Often these design elements are not obvious to the eye. Provo residents know Kiwanis Park well for its  soccer fields and mountain views. Are you aware it also acts as an emergency retention pond? In high flows, water can backflow into the basin created by the soccer fields. This allows water to pool in a safe place and not cause property damage or loss of life. Many parks and green spaces are used for this purpose. Next time you’re at a park, look for some of the telltale signs that the greenspace is part of a flood design. Is there a water outlet pipe or structure? Is there a border around the field of little grass hills (swales)? Your local park or even parking lot green space might be serving double duty to keep your home and roads a little safer from floods. 

Kiwanis Park in Provo Utah helps with flooding and water management. Photo by author.

I know most of those reading this will never go on to become water engineers or design a culvert. While I hope I’ve made you a little more appreciative of the history and necessity of water engineering, my deeper purpose is to give you an appreciation for the unglamorous details. Don’t be ashamed of building something that no one might see. Take pride in creating the unglamorous as well as the awe inspiring. Every career has an aspect that isn’t the star of the show or the most interesting conversation at parties. Even in our daily lives, small habits and tasks build the bigger moments. There is incredible value in building infrastructure, metaphorical or literal, even if it never wins awards or acclaim. It is, after all, the unseen foundations of design that allowed ancient engineering marvels and modern civilizations to flourish. When we get the foundation right, we endure. 

References

Cartwright, Mark. 2014. "Roman Roads." World History Encyclopedia. https://www.worldhistory.org/article/758/roman-roads/.

Deming, David. 2020. "The Aqueducts and Water Supply of Ancient Rome." Ground Water, November 152-161. https://www.ncbi.nlm.nih.gov/pmc/articles/PMC7004096/.

Mays, Larry W. n.d.
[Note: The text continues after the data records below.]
#[cfg(test)]
mod tests {
    use awsfacade_core::ErrorKind;
    use tokio_test::{assert_err, assert_ok};

    use super::*;
    use crate::expression::CompareOp;
    use crate::types::KeyType;
    use crate::MemoryTables;

    fn s(v: &str) -> AttributeValue {
        AttributeValue::S(v.to_owned())
    }

    fn n(v: i64) -> AttributeValue {
        AttributeValue::N(v.to_string())
    }

    fn schema() -> KeySchema {
        KeySchema::partition("user", KeyType::S).with_sort_key("seq", KeyType::N)
    }

    async fn facade() -> TableFacade<MemoryTables> {
        awsfacade_core::logging::init_test_tracing();
        let tables = TableFacade::new(
            MemoryTables::new(),
            TableRef::new("orders", schema()),
            &FacadeConfig::default(),
        );
        assert_ok!(tables.create_table("orders", &schema()).await);
        tables
    }

    #[tokio::test]
    async fn test_should_create_and_describe_table() {
        let tables = facade().await;
        let handle = tables.get_table("orders").await.unwrap().unwrap();
        assert_eq!(handle.key_schema, schema());
        assert!(handle.arn.unwrap().ends_with(":table/orders"));

        assert!(tables.get_table("missing").await.unwrap().is_none());
        let err = tables.create_table("orders", &schema()).await.unwrap_err();
        assert_eq!(err.kind(), ErrorKind::AlreadyExists);
    }

    #[tokio::test]
    async fn test_should_delete_table_and_wait() {
        let tables = facade().await;
        tables.delete_table("orders").await.unwrap();
        assert!(tables.get_table("orders").await.unwrap().is_none());
        assert!(tables.delete_table("orders").await.unwrap_err().is_not_found());
    }

    #[tokio::test]
    async fn test_should_merge_key_into_put_item() {
        let tables = facade().await;
        let key = PrimaryKey::composite(s("ann"), n(1));
        let stored = tables
            .put_item(&key, item([("total", n(30)), ("state", s("open"))]))
            .await
            .unwrap();

        let expected = item([
            ("user", s("ann")),
            ("seq", n(1)),
            ("total", n(30)),
            ("state", s("open")),
        ]);
        assert_eq!(stored, expected);
        assert_eq!(tables.get_item(&key).await.unwrap(), Some(expected));
    }

    #[tokio::test]
    async fn test_should_let_key_fields_win_over_attributes() {
        let tables = facade().await;
        let key = PrimaryKey::composite(s("ann"), n(1));
        let stored = tables
            .put_item(&key, item([("user", s("bob"))]))
            .await
            .unwrap();
        assert_eq!(stored["user"], s("ann"));
    }

    #[tokio::test]
    async fn test_should_update_and_reread_item() {
        let tables = facade().await;
        let key = PrimaryKey::composite(s("ann"), n(2));
        tables
            .put_item(&key, item([("state", s("open")), ("total", n(5))]))
            .await
            .unwrap();

        let updated = tables
            .update_item(&key, item([("state", s("shipped")), ("carrier", s("ups"))]))
            .await
            .unwrap();
        assert_eq!(updated["state"], s("shipped"));
        assert_eq!(updated["carrier"], s("ups"));
        assert_eq!(updated["total"], n(5));

        assert_err!(tables.update_item(&key, Item::new()).await);
    }

    #[tokio::test]
    async fn test_should_report_whether_delete_removed_an_item() {
        let tables = facade().await;
        let key = PrimaryKey::composite(s("ann"), n(3));
        tables.put_item(&key, Item::new()).await.unwrap();
        assert!(tables.delete_item(&key).await.unwrap());
        assert!(!tables.delete_item(&key).await.unwrap());
    }

    #[tokio::test]
    async fn test_should_validate_keys_before_calling_backend() {
        let tables = facade().await;
        let err = tables
            .get_item(&PrimaryKey::partition(s("ann")))
            .await
            .unwrap_err();
        assert_eq!(err.kind(), ErrorKind::InvalidInput);
    }

    #[tokio::test]
    async fn test_should_return_empty_page_when_scan_filter_matches_nothing() {
        let tables = facade().await;
        for i in 0..5 {
            tables
                .put_item(&PrimaryKey::composite(s("ann"), n(i)), item([("total", n(i * 10))]))
                .await
                .unwrap();
        }
        let filter = Condition::compare("total", CompareOp::Gt, n(1000));
        let page = tables
            .scan(Some(&filter), &ItemPageRequest::first())
            .await
            .unwrap();
        assert!(page.items.is_empty());
        assert!(!page.has_more());
    }

    #[tokio::test]
    async fn test_should_query_partition_with_sort_condition() {
        let tables = facade().await;
        for (user, seq) in [("ann", 1), ("ann", 2), ("ann", 3), ("bob", 2)] {
            tables
                .put_item(&PrimaryKey::composite(s(user), n(seq)), Item::new())
                .await
                .unwrap();
        }

        let key = KeyCondition::partition("user", s("ann"))
            .with_sort(Condition::compare("seq", CompareOp::Ge, n(2)));
        let first = tables
            .query(&key, None, &ItemPageRequest::with_limit(1))
            .await
            .unwrap();
        assert_eq!(first.items.len(), 1);
        assert_eq!(first.items[0]["seq"], n(2));

        let resume = first.last_evaluated_key.unwrap();
        let second = tables
            .query(&key, None, &ItemPageRequest::with_limit(1).after(resume))
            .await
            .unwrap();
        assert_eq!(second.items[0]["seq"], n(3));

        let bad = KeyCondition::partition("seq", n(1));
        assert_eq!(
            tables
                .query(&bad, None, &ItemPageRequest::first())
                .await
                .unwrap_err()
                .kind(),
            ErrorKind::InvalidInput
        );
    }

    #[tokio::test]
    async fn test_should_dedupe_batch_on_overwrite_keys() {
        let tables = facade().await;
        let rows = vec![
            item([("user", s("ann")), ("seq", n(1)), ("v", s("old"))]),
            item([("user", s("ann")), ("seq", n(2)), ("v", s("x"))]),
            item([("user", s("ann")), ("seq", n(1)), ("v", s("new"))]),
        ];
        let written = tables
            .batch_write("orders", rows, Some(&["user", "seq"]))
            .await
            .unwrap();
        assert_eq!(written, 2);

        let stored = tables
            .get_item(&PrimaryKey::composite(s("ann"), n(1)))
            .await
            .unwrap()
            .unwrap();
        assert_eq!(stored["v"], s("new"));
    }

    #[tokio::test]
    async fn test_should_requeue_unprocessed_batch_items() {
        let tables = facade().await;
        tables.backend().set_batch_capacity(10);
        let rows: Vec<Item> = (0..60)
            .map(|i| item([("user", s("bulk")), ("seq", n(i))]))
            .collect();
        let written = tables.batch_write("orders", rows, None).await.unwrap();
        assert_eq!(written, 60);

        let page = tables
            .query(
                &KeyCondition::partition("user", s("bulk")),
                None,
                &ItemPageRequest::first(),
            )
            .await
            .unwrap();
        assert_eq!(page.items.len(), 60);
    }

    #[tokio::test]
    async fn test_should_fail_batch_that_makes_no_progress() {
        let tables = facade().await;
        tables.backend().set_batch_capacity(0);
        let err = tables
            .batch_write("orders", vec![item([("user", s("a")), ("seq", n(1))])], None)
            .await
            .unwrap_err();
        assert_eq!(err.kind(), ErrorKind::Throttled);
    }
}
Ancient Water Technologies. https://ancientwatertechnologies.com/.

NOVA. 2009. "Ancient Worlds: A Marvel of Inca Engineering." PBS WGBH Educational Foundation. https://www.pbs.org/wgbh/nova/article/wright-inca-engineering/.

Ortloff, Charles R. 2014. "Water engineering at Petra (Jordan): recreating the decision process underlying hydraulic engineering of the Wadi Mataha pipeline system." Journal of Archaeological Science 91-97. https://www.sciencedirect.com/science/article/abs/pii/S0305440314000235.

Wright, Kenneth R. 2013. "Inca Foundations, Site Preparation, and Drainage at Machu Picchu." Practice Periodical on Structural Design and Construction, May.